--- What you have to do ---
Nothing but the lines holding the string "println" should appear in the answer. Copy them from the entries.

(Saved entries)
=== Section Start ===
//! Validate content and report what listings would skip

use anyhow::Result;
use notify_debouncer_mini::{new_debouncer, notify::RecursiveMode};
use serde::Serialize;
use std::collections::BTreeMap;
use std::path::{Path, PathBuf};
use std::time::Duration;

use crate::config::SiteConfig;
use crate::content::discovery::{is_markup_file, slug_from_path};
use crate::content::{
    parse_date, read_document, scalar_to_string, ContentKind, ContentRepository,
    ProjectFrontMatter,
};
use crate::Folio;

/// Severity of a content issue
#[derive(Debug, Clone, Copy, PartialEq, Eq, Serialize)]
#[serde(rename_all = "lowercase")]
pub enum Severity {
    /// The file is left out of listings
    Error,
    /// Listed, but probably not as intended
    Warning,
}

/// A single finding
#[derive(Debug, Clone, PartialEq, Serialize)]
pub struct Issue {
    pub severity: Severity,
    pub path: PathBuf,
    pub message: String,
}

/// Result of checking the whole content tree
#[derive(Debug, Default, Serialize)]
pub struct CheckReport {
    pub checked: usize,
    pub issues: Vec<Issue>,
}

impl CheckReport {
    fn push(&mut self, severity: Severity, path: &Path, message: impl Into<String>) {
        self.issues.push(Issue {
            severity,
            path: path.to_path_buf(),
            message: message.into(),
        });
    }

    pub fn errors(&self) -> usize {
        self.issues
            .iter()
            .filter(|i| i.severity == Severity::Error)
            .count()
    }

    pub fn warnings(&self) -> usize {
        self.issues.len() - self.errors()
    }
}

/// Check posts, projects and configured pages
pub fn check(repo: &ContentRepository, config: &SiteConfig) -> CheckReport {
    let mut report = CheckReport::default();

    match repo.post_files() {
        Ok(files) => check_kind(&mut report, ContentKind::Post, &files),
        Err(e) => report.push(Severity::Warning, &repo.paths().posts, e.to_string()),
    }

    match repo.project_files() {
        Ok(files) => check_kind(&mut report, ContentKind::Project, &files),
        Err(e) => report.push(Severity::Warning, &repo.paths().projects, e.to_string()),
    }

    for (route, page) in &config.pages {
        if !repo.has_page(page) {
            report.push(
                Severity::Warning,
                &repo.paths().pages.join(format!("{}.md", page)),
                format!("page for route /{} does not exist", route),
            );
        }
    }

    report
}

fn check_kind(report: &mut CheckReport, kind: ContentKind, files: &[PathBuf]) {
    let mut by_slug: BTreeMap<String, Vec<&PathBuf>> = BTreeMap::new();

    for path in files {
        report.checked += 1;
        if let Some(slug) = slug_from_path(path) {
            by_slug.entry(slug).or_default().push(path);
        }

        let fm = match read_document(path) {
            Ok((fm, _)) => fm,
            Err(e) => {
                report.push(Severity::Error, path, e.to_string());
                continue;
            }
        };

        let missing = fm.missing(kind.required_fields());
        if !missing.is_empty() {
            report.push(
                Severity::Error,
                path,
                format!(
                    "{} excluded from listings, missing: {}",
                    kind,
                    missing.join(", ")
                ),
            );
        }

        if let Some(date) = fm.get("date").and_then(scalar_to_string) {
            if parse_date(&date).is_none() {
                report.push(
                    Severity::Warning,
                    path,
                    format!("date \"{}\" cannot be parsed, sorted last", date),
                );
            }
        }

        // Listings coerce tags the same way, so `[~]` ends up as an empty list too
        if kind == ContentKind::Project && fm.is_present("tags") {
            let empty = fm
                .to_typed::<ProjectFrontMatter>()
                .map(|p| p.tags.is_empty())
                .unwrap_or(false);
            if empty {
                report.push(Severity::Warning, path, "project has an empty tag list");
            }
        }
    }

    for (slug, paths) in by_slug {
        if paths.len() > 1 {
            let names: Vec<_> = paths.iter().map(|p| p.display().to_string()).collect();
            report.push(
                Severity::Warning,
                paths[0],
                format!(
                    "{} slug \"{}\" is shared by {} files: {}",
                    kind,
                    slug,
                    paths.len(),
                    names.join(", ")
                ),
            );
        }
    }
}

fn print_report(report: &CheckReport) {
    for issue in &report.issues {
        let label = match issue.severity {
            Severity::Error => "error",
            Severity::Warning => "warning",
        };
        println!("{}: {}: {}", label, issue.path.display(), issue.message);
    }
    println!(
        "Checked {} files: {} errors, {} warnings",
        report.checked,
        report.errors(),
        report.warnings()
    );
}

/// Run the check command
pub fn run(folio: &Folio, watch_mode: bool) -> Result<()> {
    let report = check(&folio.repository(), &folio.config);
    print_report(&report);

    if watch_mode {
        return watch(folio);
    }

    if report.errors() > 0 {
        anyhow::bail!("{} content files have errors", report.errors());
    }

    Ok(())
}

/// Re-run the check whenever content or configuration changes
fn watch(folio: &Folio) -> Result<()> {
    let (tx, rx) = std::sync::mpsc::channel();
    let mut debouncer = new_debouncer(Duration::from_millis(500), tx)?;

    if folio.content_dir.exists() {
        debouncer
            .watcher()
            .watch(&folio.content_dir, RecursiveMode::Recursive)?;
        tracing::debug!("Watching: {:?}", folio.content_dir);
    }

    let config_path = folio.base_dir.join("_config.yml");
    if config_path.exists() {
        debouncer
            .watcher()
            .watch(&config_path, RecursiveMode::NonRecursive)?;
        tracing::debug!("Watching: {:?}", config_path);
    }

    tracing::info!("Watching for changes. Press Ctrl+C to stop.");

    loop {
        match rx.recv() {
            Ok(Ok(events)) => {
                let relevant = events
                    .iter()
                    .any(|e| is_markup_file(&e.path) || e.path == config_path);
                if !relevant {
                    continue;
                }

                let folio = match Folio::new(&folio.base_dir) {
                    Ok(reloaded) => reloaded,
                    Err(e) => {
                        tracing::error!("Failed to reload configuration: {}", e);
                        continue;
                    }
                };
                println!();
                print_report(&check(&folio.repository(), &folio.config));
            }
            Ok(Err(e)) => {
                tracing::error!("Watch error: {:?}", e);
            }
            Err(_) => break,
        }
    }

    Ok(())
}

#[cfg(test)]
mod tests {
    use super::*;
    use crate::config::ContentPaths;
    use std::fs;
    use tempfile::TempDir;

    fn write(root: &Path, rel: &str, content: &str) {
        let path = root.join(rel);
        fs::create_dir_all(path.parent().unwrap()).unwrap();
        fs::write(path, content).unwrap();
    }

    #[test]
    fn test_check_report() {
        let dir = TempDir::new().unwrap();
        let root = dir.path();
        write(root, "posts/ok.md", "---\ntitle: A\ndate: 2024-01-01\nexcerpt: E\n---\n");
        write(root, "posts/x/ok.mdx", "---\ntitle: B\ndate: soon\nexcerpt: E\n---\n");
        write(root, "posts/broken.md", "---\ntitle: C\n---\n");
        write(
            root,
            "projects/p.md",
            "---\ntitle: P\ndate: 2024-01-01\ndescription: D\ntags: []\n---\n",
        );
        write(root, "pages/whoami.md", "About");

        let repo = ContentRepository::new(ContentPaths::from_root(root));
        let report = check(&repo, &SiteConfig::default());

        assert_eq!(report.checked, 4);
        assert_eq!(report.errors(), 1);
        let messages: Vec<_> = report.issues.iter().map(|i| i.message.as_str()).collect();
        assert!(messages.contains(&"post excluded from listings, missing: date, excerpt"));
        assert!(messages.contains(&"date \"soon\" cannot be parsed, sorted last"));
        assert!(messages.contains(&"project has an empty tag list"));
        assert!(messages
            .iter()
            .any(|m| m.starts_with("post slug \"ok\" is shared by 2 files")));
        assert!(messages.contains(&"page for route /skills does not exist"));
        assert!(messages.contains(&"page for route /roadmap does not exist"));
    }

    #[test]
    fn test_null_only_tags_warn_like_empty_tags() {
        let dir = TempDir::new().unwrap();
        let root = dir.path();
        write(
            root,
            "projects/nulls.md",
            "---\ntitle: N\ndate: 2024-01-01\ndescription: D\ntags: [~, null]\n---\n",
        );
        write(
            root,
            "projects/tagged.md",
            "---\ntitle: T\ndate: 2024-01-01\ndescription: D\ntags: rust\n---\n",
        );

        let repo = ContentRepository::new(ContentPaths::from_root(root));
        let report = check(&repo, &SiteConfig::default());

        let tag_warnings: Vec<_> = report
            .issues
            .iter()
            .filter(|i| i.message == "project has an empty tag list")
            .collect();
        assert_eq!(tag_warnings.len(), 1);
        assert!(tag_warnings[0].path.ends_with("nulls.md"));
        assert_eq!(report.errors(), 0);
    }

    #[test]
    fn test_run_fails_on_errors() {
        let dir = TempDir::new().unwrap();
        write(dir.path(), "content/posts/broken.md", "No frontmatter");

        let folio = Folio::new(dir.path()).unwrap();
        assert!(run(&folio, false).is_err());
    }
}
=== Section End ===
--- Answer section ---
        println!("{}: {}: {}", label, issue.path.display(), issue.message);
    println!(
                println!();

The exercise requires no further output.